Kathryn Bigelow’s Zero Dark Thirty, a semi-fiction film about the hunt for Osama bin Laden and his death in Abbottabad, is raw, and besides all its surrounding controversy, very impersonal and non-political.

The dust hasn’t quite settled yet over the events of May 2011, and watching Thirty seems like sitting through a conversation that one’s already had many times already (thanks to media scrutiny).

Written by Mark Boal (former journalist and writer of the Oscar-winning The Hurt Locker, also directed by Bigelow), Thirty isn’t plot-heavy. Rather, it is docu drama-heavy, based on partially fictional account on how Bin Laden may have been caught.

The film starts with voices of the people involved in the 9/11 attack over a blank screen and swiftly jumps two years later to Pakistan, where a rookie CIA agent, Maya (Jessica Chastain) is talked through about “enhanced interrogation techniques” (commonly called torture) by her senior Dan (Jason Clarke). Their mission, in this post-attack new world, is to get intel about future attacks and Osama’s whereabouts.
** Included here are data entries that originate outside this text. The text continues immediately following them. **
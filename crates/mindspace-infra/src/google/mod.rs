//! GoogleIdentityProvider -- concrete [`IdentityProvider`] for Google OAuth2.
//!
//! Flow:
//!   1. Bind a loopback listener on an ephemeral port
//!   2. Hand the consent URL to the front end (which shows or opens it)
//!   3. Google redirects to `http://127.0.0.1:{port}/?code=...&state=...`
//!   4. Exchange the code for an access token
//!   5. `fetch_profile` reads the v1 userinfo endpoint with that token
//!
//! The client secret and tokens are wrapped in [`SecretString`] and never
//! logged.

pub mod callback;
pub mod types;

use secrecy::{ExposeSecret, SecretString};
use tokio::net::TcpListener;
use tracing::{debug, info};
use uuid::Uuid;

use mindspace_core::auth::provider::{AccessToken, IdentityProvider};
use mindspace_types::config::GoogleConfig;
use mindspace_types::error::{AuthError, ConfigError, ProfileFetchError};
use mindspace_types::identity::Identity;

use self::callback::wait_for_callback;
use self::types::{CallbackParams, TokenResponse};

/// Called with the consent URL once the loopback listener is ready.
pub type ConsentHandler = Box<dyn Fn(&reqwest::Url) + Send + Sync>;

/// Resolved OAuth client settings.
pub struct GoogleOAuthSettings {
    pub client_id: String,
    pub client_secret: SecretString,
    pub auth_url: String,
    pub token_url: String,
    pub userinfo_url: String,
    pub scopes: String,
}

impl GoogleOAuthSettings {
    pub fn from_config(config: &GoogleConfig) -> Result<Self, ConfigError> {
        Ok(Self {
            client_id: config.require_client_id()?.to_string(),
            client_secret: SecretString::from(config.require_client_secret()?.to_string()),
            auth_url: config.auth_url.clone(),
            token_url: config.token_url.clone(),
            userinfo_url: config.userinfo_url.clone(),
            scopes: config.scopes.clone(),
        })
    }
}

/// Google OAuth2 identity provider.
// No Debug derive: the settings hold the client secret.
pub struct GoogleIdentityProvider {
    client: reqwest::Client,
    settings: GoogleOAuthSettings,
    on_consent_url: ConsentHandler,
}

impl GoogleIdentityProvider {
    pub fn new(settings: GoogleOAuthSettings) -> Self {
        Self {
            client: reqwest::Client::new(),
            settings,
            on_consent_url: Box::new(|url| info!(%url, "Open this URL to sign in")),
        }
    }

    /// Replace the default consent handler (which only logs the URL).
    pub fn with_consent_handler(mut self, handler: ConsentHandler) -> Self {
        self.on_consent_url = handler;
        self
    }

    fn consent_url(&self, redirect_uri: &str, state: &str) -> Result<reqwest::Url, AuthError> {
        reqwest::Url::parse_with_params(
            &self.settings.auth_url,
            &[
                ("client_id", self.settings.client_id.as_str()),
                ("redirect_uri", redirect_uri),
                ("response_type", "code"),
                ("scope", self.settings.scopes.as_str()),
                ("state", state),
                ("prompt", "select_account"),
            ],
        )
        .map_err(|e| AuthError::Provider(format!("invalid auth URL: {e}")))
    }

    async fn exchange_code(&self, code: &str, redirect_uri: &str) -> Result<AccessToken, AuthError> {
        let response = self
            .client
            .post(&self.settings.token_url)
            .form(&[
                ("code", code),
                ("client_id", self.settings.client_id.as_str()),
                ("client_secret", self.settings.client_secret.expose_secret()),
                ("redirect_uri", redirect_uri),
                ("grant_type", "authorization_code"),
            ])
            .send()
            .await
            .map_err(|e| AuthError::Provider(format!("token request failed: {e}")))?;

        let status = response.status();
        if !status.is_success() {
            let body = response.text().await.unwrap_or_default();
            return Err(AuthError::Provider(format!(
                "token endpoint returned HTTP {status}: {body}"
            )));
        }

        let token: TokenResponse = response
            .json()
            .await
            .map_err(|e| AuthError::Provider(format!("invalid token response: {e}")))?;
        debug!(
            token_type = token.token_type.as_deref().unwrap_or("unknown"),
            expires_in = token.expires_in,
            "Authorization code exchanged"
        );
        Ok(AccessToken::new(token.access_token))
    }
}

/// Turn the redirect's query parameters into an authorization code.
fn authorization_code(params: CallbackParams, expected_state: &str) -> Result<String, AuthError> {
    if let Some(error) = params.error {
        return Err(if error == "access_denied" {
            AuthError::Cancelled
        } else {
            AuthError::Provider(error)
        });
    }
    if params.state.as_deref() != Some(expected_state) {
        return Err(AuthError::Provider("state mismatch on OAuth callback".to_string()));
    }
    params
        .code
        .filter(|c| !c.is_empty())
        .ok_or_else(|| AuthError::Provider("no authorization code in callback".to_string()))
}

impl IdentityProvider for GoogleIdentityProvider {
    async fn authenticate(&self) -> Result<AccessToken, AuthError> {
        let listener = TcpListener::bind("127.0.0.1:0")
            .await
            .map_err(|e| AuthError::Provider(format!("failed to bind loopback listener: {e}")))?;
        let port = listener
            .local_addr()
            .map_err(|e| AuthError::Provider(format!("failed to read listener port: {e}")))?
            .port();

        let redirect_uri = format!("http://127.0.0.1:{port}");
        let state = Uuid::new_v4().simple().to_string();
        let url = self.consent_url(&redirect_uri, &state)?;

        debug!(%redirect_uri, "Waiting for OAuth redirect");
        (self.on_consent_url)(&url);

        let params = wait_for_callback(listener, &state).await?;
        let code = authorization_code(params, &state)?;
        self.exchange_code(&code, &redirect_uri).await
    }

    async fn fetch_profile(&self, token: &AccessToken) -> Result<Identity, ProfileFetchError> {
        let response = self
            .client
            .get(&self.settings.userinfo_url)
            .query(&[("access_token", token.expose())])
            .bearer_auth(token.expose())
            .header(reqwest::header::ACCEPT, "application/json")
            .send()
            .await
            .map_err(|e| ProfileFetchError::Network(e.to_string()))?;

        let status = response.status();
        if !status.is_success() {
            let body = response.text().await.unwrap_or_default();
            return Err(ProfileFetchError::Status {
                status: status.as_u16(),
                body,
            });
        }

        let identity: Identity = response
            .json()
            .await
            .map_err(|e| ProfileFetchError::Decode(e.to_string()))?;
        info!(user_id = %identity.id, "Fetched user profile");
        Ok(identity)
    }
}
And as the plot progress, the hunt for Osama turns into an obsession for Maya, who may not have a family or life outside CIA (we don’t really see her back story). At the film’s centre, we see her give 12 years to follow leads and stalk Bin Laden down for an agency that doesn’t take her too seriously.

Mark Strong, Bradley Kyle Chandler, Joel Edgerton and James Gandolfini along with a refreshing Jennifer Ehle are familiar faces who show up infrequently with serious acting chops. Meanwhile, Bigelow keeps it bare and minimalistic, be it with documentary-style camera work by Greig Fraser or the production design by Jeremy Hindle, who does a good job of recreating Islamabad, Lahore and Abbottabad in India. Their combined effort might makes Thirty’s world convincingly real.

The film’s strongest scenes — which have also been the cause of most critical conversations — are the ones of torture of an Al Qaeda middleman Ammar (Reda Kateb). The moment is emotionally whelming, when we see him clutching to a near empty bottle of juice and biscuits, as if they were his life’s only possession, after a string of inhumane tortures (he is starved, water-boarded, sexually humiliated and stuffed in a small box for withholding info).

Bigelow is an able director when it comes handling complex human emotions, as she has shown earlier in The Hurt Locker, having an Oscar to show for it. Thirty could have benefitted from some of her previous film’s merits.

What it is now is a fine film; if it was more in tune with its feeling it could have been great. Right now, Thirty is like its central heroine Maya: she has the passion of 10, without the motive to fuel its passion.

Released by Columbia Pictures, Zero Dark Thirty is rated R with scenes of extreme violence and torture.